I'll start with mediocre.  I understand that I am not dispensable.  My family legitimately needs me.  And not just for meals and clean clothes.  I talk to my kids, I read to them occasionally, I hug and kiss them.  But, as I go through the tasks that fill my day, I just feel like I come up short.  I talk to other moms and recently I read posts on others blogs or on Facebook about how people are "giving up" blogging or Facebook because they feel they need to spend more time with the people they love.  To be perfectly honest.....some of the times when I feel most productive is when I finish a few posts on my blog.  I feel like I'm doing something of worth for my kids to have later in life.  So quickly I allow myself to wonder, "Well, what are they doing with their kids, that I'm not, that would lead them to feel this way about Facebook or blogging."  

I've also been thinking quite a bit lately about the kind of person I want to emulate.  I have a dear friend, Alexis, who immediately comes to mind.  She is humble, she is kind, she is funny, she is genuine, and she has a strong testimony of the gospel.  Just being in her presence made my day brighter and I ALWAYS left her feeling better about my life and myself.  On this same list are a few other people I know that radiate goodness and just shine.  What do they spend their day doing?  Only a couple of them are on Facebook and they rarely, if ever post anything at all.    None of them are on Instagram.  Now, does this mean that I think social media is evil and that I am evil because I join in on the fun?  No, it doesn't.  But it leads me back to the same question....what are they doing, that I'm not?  Which also leads me to my next word....LAZY which could really just be / with WEAK.  So here it goes....lazy/weak.

Ultimately, I do know some of the things that those people are doing that I'm not.  They are much better at having the Spirit in their lives.  They are regular with their prayers, they are reading their scriptures consistently.  But surely that's not all they are doing.  I get that I need to step it up a notch in the spiritual areas of my life.  I'm lazy.  Am I angry with God?  No.  Do I feel frustrated with life, so I'm not reading my scriptures and praying?  Nope...just lazy.  

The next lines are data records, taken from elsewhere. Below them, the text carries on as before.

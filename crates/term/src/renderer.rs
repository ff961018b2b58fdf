//! TerminalRenderer: flushes a framebuffer to a real terminal.
//!
//! The first frame (and any frame after a resize) is a full redraw; every
//! other frame only rewrites the runs of cells that changed.

use std::io::{self, Write};

use anyhow::Result;

use crossterm::{
    cursor,
    style::{
        Attribute, Color, Print, ResetColor, SetAttribute, SetBackgroundColor, SetForegroundColor,
    },
    terminal, QueueableCommand,
};

use crate::fb::{CellStyle, FrameBuffer, Glyph, Rgb};

pub struct TerminalRenderer {
    stdout: io::Stdout,
    last: Option<FrameBuffer>,
    buf: Vec<u8>,
}

impl Default for TerminalRenderer {
    fn default() -> Self {
        Self::new()
    }
}

impl TerminalRenderer {
    pub fn new() -> Self {
        Self {
            stdout: io::stdout(),
            last: None,
            buf: Vec::with_capacity(16 * 1024),
        }
    }

    /// Switch to raw mode on the alternate screen.
    pub fn enter(&mut self) -> Result<()> {
        terminal::enable_raw_mode()?;
        self.buf.clear();
        self.buf.queue(terminal::EnterAlternateScreen)?;
        self.buf.queue(cursor::Hide)?;
        self.buf.queue(terminal::DisableLineWrap)?;
        self.flush_buf()
    }

    /// Restore the terminal to the state `enter` found it in.
    pub fn exit(&mut self) -> Result<()> {
        self.buf.clear();
        self.buf.queue(ResetColor)?;
        self.buf.queue(SetAttribute(Attribute::Reset))?;
        self.buf.queue(terminal::EnableLineWrap)?;
        self.buf.queue(cursor::Show)?;
        self.buf.queue(terminal::LeaveAlternateScreen)?;
        self.flush_buf()?;
        terminal::disable_raw_mode()?;
        Ok(())
    }

    /// Force the next draw to be a full redraw (e.g. after a resize event).
    pub fn invalidate(&mut self) {
        self.last = None;
    }

    /// Draw a frame, diffing against the previously drawn one.
    pub fn draw(&mut self, fb: &FrameBuffer) -> Result<()> {
        self.buf.clear();
        match &self.last {
            Some(prev) if prev.width() == fb.width() && prev.height() == fb.height() => {
                encode_diff_into(prev, fb, &mut self.buf)?;
            }
            _ => encode_full_into(fb, &mut self.buf)?,
        }
        self.flush_buf()?;

        match &mut self.last {
            Some(prev) => prev.clone_from(fb),
            None => self.last = Some(fb.clone()),
        }
        Ok(())
    }

    fn flush_buf(&mut self) -> Result<()> {
        self.stdout.write_all(&self.buf)?;
        self.stdout.flush()?;
        Ok(())
    }
}

/// Encode a full-frame redraw into `out`.
pub fn encode_full_into(fb: &FrameBuffer, out: &mut Vec<u8>) -> Result<()> {
    out.queue(terminal::Clear(terminal::ClearType::All))?;
    out.queue(cursor::MoveTo(0, 0))?;

    let mut current_style: Option<CellStyle> = None;
    for y in 0..fb.height() {
        for x in 0..fb.width() {
            put_glyph_into(out, fb.get(x, y).unwrap_or_default(), &mut current_style)?;
        }
        if y + 1 < fb.height() {
            out.queue(Print("\r\n"))?;
        }
    }

    out.queue(ResetColor)?;
    out.queue(SetAttribute(Attribute::Reset))?;
    Ok(())
}

/// Encode only the changed runs between two equally sized frames into `out`.
pub fn encode_diff_into(prev: &FrameBuffer, next: &FrameBuffer, out: &mut Vec<u8>) -> Result<()> {
    let mut current_style: Option<CellStyle> = None;

    for (x, y, len) in changed_runs(prev, next) {
        out.queue(cursor::MoveTo(x, y))?;
        for dx in 0..len {
            put_glyph_into(out, next.get(x + dx, y).unwrap_or_default(), &mut current_style)?;
        }
    }

    out.queue(ResetColor)?;
    out.queue(SetAttribute(Attribute::Reset))?;
    Ok(())
}

/// Print one glyph, emitting style commands only when the style changes.
fn put_glyph_into(out: &mut Vec<u8>, glyph: Glyph, current: &mut Option<CellStyle>) -> Result<()> {
    if *current != Some(glyph.style) {
        apply_style_into(out, glyph.style)?;
        *current = Some(glyph.style);
    }
    out.queue(Print(glyph.ch))?;
    Ok(())
}

fn apply_style_into(out: &mut Vec<u8>, style: CellStyle) -> Result<()> {
    // SGR reset clears colours too, so it has to come first.
    out.queue(SetAttribute(Attribute::Reset))?;
    out.queue(SetForegroundColor(rgb_to_color(style.fg)))?;
    out.queue(SetBackgroundColor(rgb_to_color(style.bg)))?;
    if style.bold {
        out.queue(SetAttribute(Attribute::Bold))?;
    }
    Ok(())
}

fn rgb_to_color(rgb: Rgb) -> Color {
    Color::Rgb {
        r: rgb.r,
        g: rgb.g,
        b: rgb.b,
    }
}

/// Horizontal runs `(x, y, len)` of cells that differ between two frames.
///
/// A size mismatch marks every row dirty.
fn changed_runs(prev: &FrameBuffer, next: &FrameBuffer) -> Vec<(u16, u16, u16)> {
    let (w, h) = (next.width(), next.height());
    if prev.width() != w || prev.height() != h {
        return (0..h).map(|y| (0, y, w)).collect();
    }

    let mut runs = Vec::new();
    for y in 0..h {
        let mut x = 0;
        while x < w {
            if prev.get(x, y) == next.get(x, y) {
                x += 1;
                continue;
            }
            let start = x;
            while x < w && prev.get(x, y) != next.get(x, y) {
                x += 1;
            }
            runs.push((start, y, x - start));
        }
    }
    runs
}

#[cfg(test)]
mod tests {
    use super::*;

    #[test]
    fn changed_runs_coalesce_adjacent_cells() {
        let style = CellStyle::default();
        let a = FrameBuffer::new(6, 2);
        let mut b = FrameBuffer::new(6, 2);

        for x in 1..=3 {
            b.set(x, 0, Glyph { ch: 'X', style });
        }
        b.set(5, 1, Glyph { ch: 'Y', style });

        assert_eq!(changed_runs(&a, &b), vec![(1, 0, 3), (5, 1, 1)]);
    }

    #[test]
    fn changed_runs_identical_frames_are_empty() {
        let a = FrameBuffer::new(4, 4);
        assert!(changed_runs(&a, &a.clone()).is_empty());
    }

    #[test]
    fn changed_runs_size_mismatch_marks_all_rows() {
        let a = FrameBuffer::new(2, 2);
        let b = FrameBuffer::new(3, 2);
        assert_eq!(changed_runs(&a, &b), vec![(0, 0, 3), (0, 1, 3)]);
    }

    #[test]
    fn full_encode_writes_every_glyph() {
        let mut fb = FrameBuffer::new(2, 1);
        fb.put_str(0, 0, "ok", CellStyle::default());
        let mut out = Vec::new();
        encode_full_into(&fb, &mut out).unwrap();
        let text = String::from_utf8_lossy(&out);
        assert!(text.contains('o'));
        assert!(text.contains('k'));
    }
}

I'm trying to lose the last fifteen pounds that I still have on my bod since giving birth to Sullivan.  So...naturally I need to make better choices in the food department.  I start my day feeling good and motivated.  By 1:00, I am sneaking Hershey Kisses (I don't even really like Hershey Kisses) and finishing half a box of Triscuits (I do really like Triscuits, especially the Fire Roasted Tomato ones).  

You may have seen a pattern in a couple of my rants.  Facebook and Instagram.  Some may think, "Why doesn't she just get off of them and then she would be closer to emulating those people she admires."  I'll tell you why....weak.  I am too weak and/or lazy to figure out a different way to communicate to my branch or my kids school.  I would miss out on information I need.  But, more importantly,  I would miss out on connecting to my family and friends regularly.  It helps me to not feel so far away.  So then, the obvious answer would be to limit it, but there it is again....too weak.   It's my "go-to" when I'm bored or feeding the baby.    

I'm gonna add one more word to my list:  Selfish.  It's not the kind of "in your face" selfishness that you might be thinking.  It's more of a "I REALLY want my own time" kind of selfish.  Or maybe I start to resent my kids because I want to be able to take a nap anytime I want or go out to eat.  Or I'm selfish with my time because I don't spend it playing games with them or watching them at the park.  Sometimes I think that I'm too selfish to be a really good mom.  I'm about the right amount of selfish to be an okay mom or a mediocre mom.  Sorry kids.